Posted in View Point

Published on April 29, 2016 with No Comments

Time Line
• March 18: 9 rebel Cong MLAs join BJP’s demand vote on Appropriation Bill. Speaker adjourns assembly, claims Bill passed by voice vote
• March 19: Governor ask Rawat to seek trust vote on March 28. Speaker issues notice to rebels
• March 26: Sting video shows CM Rawat offering money to rebels. Governor sends report to Centre. Union cabinet recommends Central rule
• March 27: President approves Central rule. Speaker formally disqualifies rebels
• March 28: Cong moves HC against imposition of President’s Rule
• April 20: Uttarakhand HC slams Centre, says it was acting like a ‘private company’
• April 21: Uttarakhand HC quashes President’s Rule in Uttarakhand.

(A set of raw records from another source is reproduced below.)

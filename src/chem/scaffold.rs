// ============================================================
// Layer 4 — Bemis–Murcko Scaffolds
// ============================================================
// Reduces a molecule to its ring systems plus the linker atoms
// between them, and names the result with an order-independent
// key so that two molecules share a key exactly when their
// scaffolds are the same graph (up to refinement collisions).
//
//   pruning  non-ring atoms with at most one remaining neighbour
//            are removed until none is left; a multiply bonded
//            terminal atom on a ring atom (C=O on a ring) stays
//   key      iterated neighbourhood hashing of element, aromatic
//            flag and bond order; sorted final labels
//
// Acyclic molecules have the empty scaffold "".
//
// Reference: Bemis & Murcko (1996) The properties of known drugs

use std::{
    collections::hash_map::DefaultHasher,
    hash::{Hash, Hasher},
};

use crate::chem::molecule::{BondOrder, Molecule};

/// Atoms of the Bemis–Murcko scaffold of `mol`.
pub fn scaffold_atoms(mol: &Molecule) -> Vec<bool> {
    let n = mol.atom_count();
    let mut kept = vec![true; n];
    loop {
        let mut changed = false;
        for atom in 0..n {
            if !kept[atom] || mol.is_ring_atom(atom) {
                continue;
            }
            let live: Vec<(usize, usize)> = mol
                .neighbors(atom)
                .iter()
                .copied()
                .filter(|&(nbr, _)| kept[nbr])
                .collect();
            let ring_decoration = matches!(live.as_slice(), [(nbr, bond)]
                if mol.is_ring_atom(*nbr)
                    && matches!(mol.bond(*bond).order, BondOrder::Double | BondOrder::Triple));
            if live.len() <= 1 && !ring_decoration {
                kept[atom] = false;
                changed = true;
            }
        }
        if !changed {
            return kept;
        }
    }
}

/// Order-independent name of the scaffold; "" when acyclic.
pub fn scaffold_key(mol: &Molecule) -> String {
    let kept = scaffold_atoms(mol);
    let atoms: Vec<usize> = (0..mol.atom_count()).filter(|&a| kept[a]).collect();
    if atoms.is_empty() {
        return String::new();
    }

    let mut labels: Vec<u64> = (0..mol.atom_count())
        .map(|a| {
            let atom = mol.atom(a);
            hash_of(&(atom.number(), atom.aromatic, atom.charge))
        })
        .collect();

    for _ in 0..atoms.len() {
        let mut next = labels.clone();
        for &a in &atoms {
            let mut around: Vec<(u64, u8)> = mol
                .neighbors(a)
                .iter()
                .filter(|&&(nbr, _)| kept[nbr])
                .map(|&(nbr, bond)| (labels[nbr], bond_code(mol.bond(bond).order)))
                .collect();
            around.sort_unstable();
            next[a] = hash_of(&(labels[a], around));
        }
        let stable = distinct(&next, &atoms) == distinct(&labels, &atoms);
        labels = next;
        if stable {
            break;
        }
    }

    let mut names: Vec<u64> = atoms.iter().map(|&a| labels[a]).collect();
    names.sort_unstable();
    names.iter().map(|l| format!("{l:016x}")).collect::<Vec<_>>().join(".")
}

fn bond_code(order: BondOrder) -> u8 {
    match order {
        BondOrder::Single   => 1,
        BondOrder::Double   => 2,
        BondOrder::Triple   => 3,
        BondOrder::Aromatic => 4,
    }
}

fn hash_of<T: Hash>(value: &T) -> u64 {
    let mut h = DefaultHasher::new();
    value.hash(&mut h);
    h.finish()
}

fn distinct(labels: &[u64], atoms: &[usize]) -> usize {
    let mut seen: Vec<u64> = atoms.iter().map(|&a| labels[a]).collect();
    seen.sort_unstable();
    seen.dedup();
    seen.len()
}

// ─── Unit Tests ───────────────────────────────────────────────────────────────
#[cfg(test)]
mod tests {
    use super::*;
    use crate::chem::smiles;

    fn key(s: &str) -> String {
        scaffold_key(&smiles::parse(s).unwrap())
    }

    #[test]
    fn test_side_chains_are_pruned() {
        assert_eq!(key("Cc1ccccc1"), key("c1ccccc1"));
        assert_eq!(key("CCCc1ccccc1O"), key("C1=CC=CC=C1"));
        assert_ne!(key("c1ccccc1"), key("C1CCCCC1"));
    }

    #[test]
    fn test_acyclic_scaffold_is_empty() {
        assert_eq!(key("CCO"), "");
        assert_eq!(key("CC(=O)NC"), "");
    }

    #[test]
    fn test_linkers_and_ring_carbonyls_stay() {
        assert_ne!(key("c1ccccc1CCc1ccccc1"), key("c1ccccc1"));
        assert_ne!(key("c1ccccc1CCc1ccccc1"), key("c1ccccc1Cc1ccccc1"));
        assert_ne!(key("O=C1CCCCC1"), key("C1CCCCC1"));
        assert_eq!(key("CCC1CCCC(=O)C1"), key("O=C1CCCCC1"));
    }

    #[test]
    fn test_key_ignores_atom_order() {
        assert_eq!(key("c1ccccc1C1CC1"), key("C1CC1c1ccccc1"));
    }
}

Orders floor test in Assembly
• April 28 : Supreme Court says there would not be any floor test in the Uttarakhand Assembly on April 29, as directed by the state High Court, extending the stay on the HC ruling.
The trouble may not be over for ousted Chief Minister of Uttrakhand Harish Rawat,High Court observations brought a smile back on his face, and many other chief ministers who have been alleging that the Narendra Modi led government at the Centre have been interfering in their working. Within one week the Supreme Court allowed the continuation of President’s rule while deciding to continue the hearing, celebration of victory by BJP is too premature.

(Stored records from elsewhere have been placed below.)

// ============================================================
// Layer 6 — Metrics Table
// ============================================================
// One row per epoch, kept in memory and rewritten in full to
// `<run_dir>/metrics.csv` after every epoch. A crash leaves a
// complete table up to the last finished epoch.
//
// The file is first written to `metrics.csv.tmp` and then
// renamed over the old table, so readers never see a
// half-written file.
//
// Example CSV output:
//   epoch,kld_loss,kld_weighted,train_loss,val_loss,mean_qed,mean_fp_recon
//   9,0.412,0.0412,1.873,1.902,,
//   10,0.398,0.0398,1.851,1.889,0.41,0.27
//
// Quality columns are empty except on scoring epochs.
//
// Reference: Rust Book §12 (I/O and File Handling)

use std::{
    fs,
    io::Write,
    path::{Path, PathBuf},
};

use anyhow::{Context, Result};
use serde::{Deserialize, Serialize};

use crate::domain::error::{GenError, GenResult};

pub const METRICS_FILE: &str = "metrics.csv";
pub const HEADER: &str = "epoch,kld_loss,kld_weighted,train_loss,val_loss,mean_qed,mean_fp_recon";

#[derive(Debug, Clone, PartialEq, Serialize, Deserialize)]
pub struct MetricsRow {
    pub epoch:         usize,
    /// KLD of the last batch of the epoch
    pub kld_loss:      f64,
    /// `kld_loss` after weighting (and annealing when enabled)
    pub kld_weighted:  f64,
    pub train_loss:    f64,
    pub val_loss:      f64,
    pub mean_qed:      Option<f64>,
    pub mean_fp_recon: Option<f64>,
}

fn opt(v: Option<f64>) -> String {
    v.map(|x| x.to_string()).unwrap_or_default()
}

impl MetricsRow {
    pub fn to_csv(&self) -> String {
        format!(
            "{},{},{},{},{},{},{}",
            self.epoch,
            self.kld_loss,
            self.kld_weighted,
            self.train_loss,
            self.val_loss,
            opt(self.mean_qed),
            opt(self.mean_fp_recon),
        )
    }

    pub fn from_csv(line: &str) -> Result<Self> {
        let fields: Vec<&str> = line.trim().split(',').collect();
        if fields.len() != 7 {
            anyhow::bail!("expected 7 fields, found {}", fields.len());
        }
        let num = |i: usize| -> Result<f64> {
            fields[i]
                .parse::<f64>()
                .with_context(|| format!("bad number '{}' in column {}", fields[i], i + 1))
        };
        let optional = |i: usize| -> Result<Option<f64>> {
            if fields[i].is_empty() { Ok(None) } else { num(i).map(Some) }
        };
        Ok(Self {
            epoch:         fields[0].parse().with_context(|| format!("bad epoch '{}'", fields[0]))?,
            kld_loss:      num(1)?,
            kld_weighted:  num(2)?,
            train_loss:    num(3)?,
            val_loss:      num(4)?,
            mean_qed:      optional(5)?,
            mean_fp_recon: optional(6)?,
        })
    }
}

/// Ordered rows plus the path they are flushed to.
pub struct MetricsTable {
    csv_path: PathBuf,
    rows:     Vec<MetricsRow>,
}

impl MetricsTable {
    /// Empty table in `dir`.
    pub fn new(dir: &Path) -> Result<Self> {
        fs::create_dir_all(dir)
            .with_context(|| format!("Cannot create '{}'", dir.display()))?;
        Ok(Self { csv_path: dir.join(METRICS_FILE), rows: Vec::new() })
    }

    /// Table for a run resumed at `start_epoch`: rows of earlier
    /// epochs are reloaded from an existing `metrics.csv`.
    pub fn resume(dir: &Path, start_epoch: usize) -> Result<Self> {
        let mut table = Self::new(dir)?;
        if start_epoch == 0 || !table.csv_path.is_file() {
            return Ok(table);
        }
        let text = fs::read_to_string(&table.csv_path)
            .with_context(|| format!("Cannot read '{}'", table.csv_path.display()))?;
        for (n, line) in text.lines().enumerate().skip(1) {
            if line.trim().is_empty() {
                continue;
            }
            let row = MetricsRow::from_csv(line)
                .with_context(|| format!("{}:{}", table.csv_path.display(), n + 1))?;
            if row.epoch < start_epoch {
                table.rows.push(row);
            }
        }
        tracing::info!(
            "Resumed metrics table with {} rows before epoch {}",
            table.rows.len(),
            start_epoch
        );
        Ok(table)
    }

    pub fn push(&mut self, row: MetricsRow) {
        self.rows.push(row);
    }

    pub fn rows(&self) -> &[MetricsRow] {
        &self.rows
    }

    pub fn len(&self) -> usize {
        self.rows.len()
    }

    pub fn is_empty(&self) -> bool {
        self.rows.is_empty()
    }

    pub fn csv_path(&self) -> &Path {
        &self.csv_path
    }

    /// Rewrite the whole table (temp file + rename).
    pub fn flush(&self) -> GenResult<()> {
        let tmp = self.csv_path.with_extension("csv.tmp");
        let mut f = fs::File::create(&tmp).map_err(GenError::resource(&tmp))?;
        writeln!(f, "{HEADER}").map_err(GenError::resource(&tmp))?;
        for row in &self.rows {
            writeln!(f, "{}", row.to_csv()).map_err(GenError::resource(&tmp))?;
        }
        f.sync_all().map_err(GenError::resource(&tmp))?;
        drop(f);
        fs::rename(&tmp, &self.csv_path).map_err(GenError::resource(&self.csv_path))?;

        tracing::debug!("Wrote {} metrics rows to '{}'", self.rows.len(), self.csv_path.display());
        Ok(())
    }
}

When the parliament of India was reconvened, the Congress party forced adjournment in Rajya Sabha (the upper house). Harish Rawat has none to blame but himself for being unable to rein in dissident legislative Assembly members in his own party, the Congress. To top it all, Rawat was caught on the wrong side in a sting operation conducted by a television news channel. Dissent to defection happened when the other party lures the members to its side.

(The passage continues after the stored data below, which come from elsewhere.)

// ============================================================
// Layer 5 — Reconstruction Loss
// ============================================================
// Categorical cross-entropy on probabilities (the decoder
// already applies softmax):
//
//   loss = mean over batch and positions of -ln(max(p[target], ε))
//
// Padding positions are included; the decoder learns to emit
// [nop] after [end].
//
// Reference: Burn Book §3 (Tensor operations)

use burn::prelude::*;

/// Lower bound applied to probabilities before the logarithm.
pub const PROB_EPSILON: f64 = 1e-9;

#[derive(Debug, Clone, Copy, Default)]
pub struct ReconstructionLoss;

impl ReconstructionLoss {
    pub fn new() -> Self {
        Self
    }

    /// targets: [batch, seq_len] indices, probs: [batch, seq_len, alphabet] → scalar
    pub fn compute<B: Backend>(&self, targets: Tensor<B, 2, Int>, probs: Tensor<B, 3>) -> Tensor<B, 1> {
        let index = targets.unsqueeze_dim::<3>(2);
        probs
            .gather(2, index)
            .clamp_min(PROB_EPSILON)
            .log()
            .neg()
            .mean()
    }
}

#[cfg(test)]
mod tests {
    use super::*;
    use burn::backend::NdArray;

    type B = NdArray;

    fn probs(values: &[f32], dims: [usize; 3]) -> Tensor<B, 3> {
        Tensor::<B, 1>::from_floats(values, &Default::default()).reshape(dims)
    }

    fn targets(values: &[i32], dims: [usize; 2]) -> Tensor<B, 2, Int> {
        Tensor::<B, 1, Int>::from_ints(values, &Default::default()).reshape(dims)
    }

    #[test]
    fn test_uniform_probabilities() {
        let p    = probs(&[1.0 / 3.0; 12], [2, 2, 3]);
        let loss = ReconstructionLoss::new().compute(targets(&[0, 1, 2, 0], [2, 2]), p);
        let v: f64 = loss.into_scalar().elem();
        assert!((v - 3f64.ln()).abs() < 1e-5);
    }

    #[test]
    fn test_zero_probability_is_bounded() {
        let p    = probs(&[1.0, 0.0], [1, 1, 2]);
        let loss = ReconstructionLoss::new().compute(targets(&[1], [1, 1]), p);
        let v: f64 = loss.into_scalar().elem();
        assert!(v.is_finite());
        assert!((v + PROB_EPSILON.ln()).abs() < 1e-2);
    }

    #[test]
    fn test_invariant_to_batch_permutation() {
        let rows: [[f32; 6]; 3] = [
            [0.7, 0.2, 0.1, 0.3, 0.3, 0.4],
            [0.1, 0.8, 0.1, 0.5, 0.25, 0.25],
            [0.2, 0.2, 0.6, 0.05, 0.9, 0.05],
        ];
        let tgt: [[i32; 2]; 3] = [[0, 2], [1, 0], [2, 1]];

        let flat = |order: [usize; 3]| {
            let p: Vec<f32> = order.iter().flat_map(|&i| rows[i]).collect();
            let t: Vec<i32> = order.iter().flat_map(|&i| tgt[i]).collect();
            let loss = ReconstructionLoss::new()
                .compute(targets(&t, [3, 2]), probs(&p, [3, 2, 3]));
            loss.into_scalar().elem::<f64>()
        };

        let a = flat([0, 1, 2]);
        let b = flat([2, 0, 1]);
        assert!((a - b).abs() < 1e-6);
    }
}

Last week, while hearing the arguments on the petition filed by Rawat challenging the Centre’s decision to invoke President’s rule, the Division Bench of the High Court in Nainital lashed out at the Centre for introducing chaos and asked whether the Central government was looking through a magnifying glass for opportunities to impose Presidents Rule in other states as well. As the matter was raised in Rajya Sabha, Justifying imposition of central rule in the state, leader of the House and Finance Minister Arun Jaitley said the real breakdown of constitutional machinery happened in Uttarakhand when the presiding officer Speaker ignored the vote of35 out of 67 members against the appropriation bill to declare it passed. It appears that ArunJaitley had not taken any serious notice of the observations made by the High Court.
While the High court made observations while hearing the case of the hill state of Uttrakhand, it sent strong message to the government at the Centre and highlighted the state of the political affairs in India. Similar observations were made by Supreme Court. The Supreme Court asked if the disqualification of legislators was a genuine ground for imposition of President’s rule. High Court was tougher in its observations. It said that defection by few elected representatives alone could not be the ground on which the Centre can invoke President’s rule and warned that if the Presidents were to use Article 356 on the basis of corruption, then no state government would stay in power for more than five minutes. A strong observation that could make apolitical leader feels feeble. However, BJP and its leaders in the Centre have been using all their vocal forces to press their point, unjustified though.
The courts also raised concern over the intent of the Central Government. It reprimanded the Centre for toppling a democratically-elected government in its last year of working and said,” Can you topple a democratically-elected government in its fifth year?” The High court also tried inducing some sense in Modi government that is trying its best to achieve its electoral goal of “Congress Mukt Bharat”- The India without Congress. The High Court reminded that it’s the Governor that must call the shots. “It is the Governor who must call the shots. He is not an agent of the Central government, and a non-partisan person. What was the hurry to impose President Rule? He had taken a call to ask for a floor test,” the High Court observed. BJP’s act of imposing the President’s rule just one day before the trust vote in Uttrakhand faced flak from all the corners, and High Court was not in a mood to spare the Modi government.
While the High Court had already expressed concern over the conduct of the government at the Centre, It reminded the ruling BJP at Centre of the clear demarcation that should exist between the ruling party and its role as a government. The High Court told the Attorney General, “What is passing through our mind is thatis it the lookout of the Central government as to what would have happened on 28March (when floor test was to be held) in view of the changed composition and in view of the nine disqualified rebel MLAs? Will it not be totally extraneous for the Central government, which is ruled by another political party, to be concerned by the changed composition? The saga at Uttrakhand and subsequent observations by High Court and the Supreme Court of India prove that there is a great difference in the intent of Modi government and what it ultimately ends up doing. On one side, it talks of “Co-operative federalism,” and on the other hand its gets rightly reprimanded for interfering with the working of the states.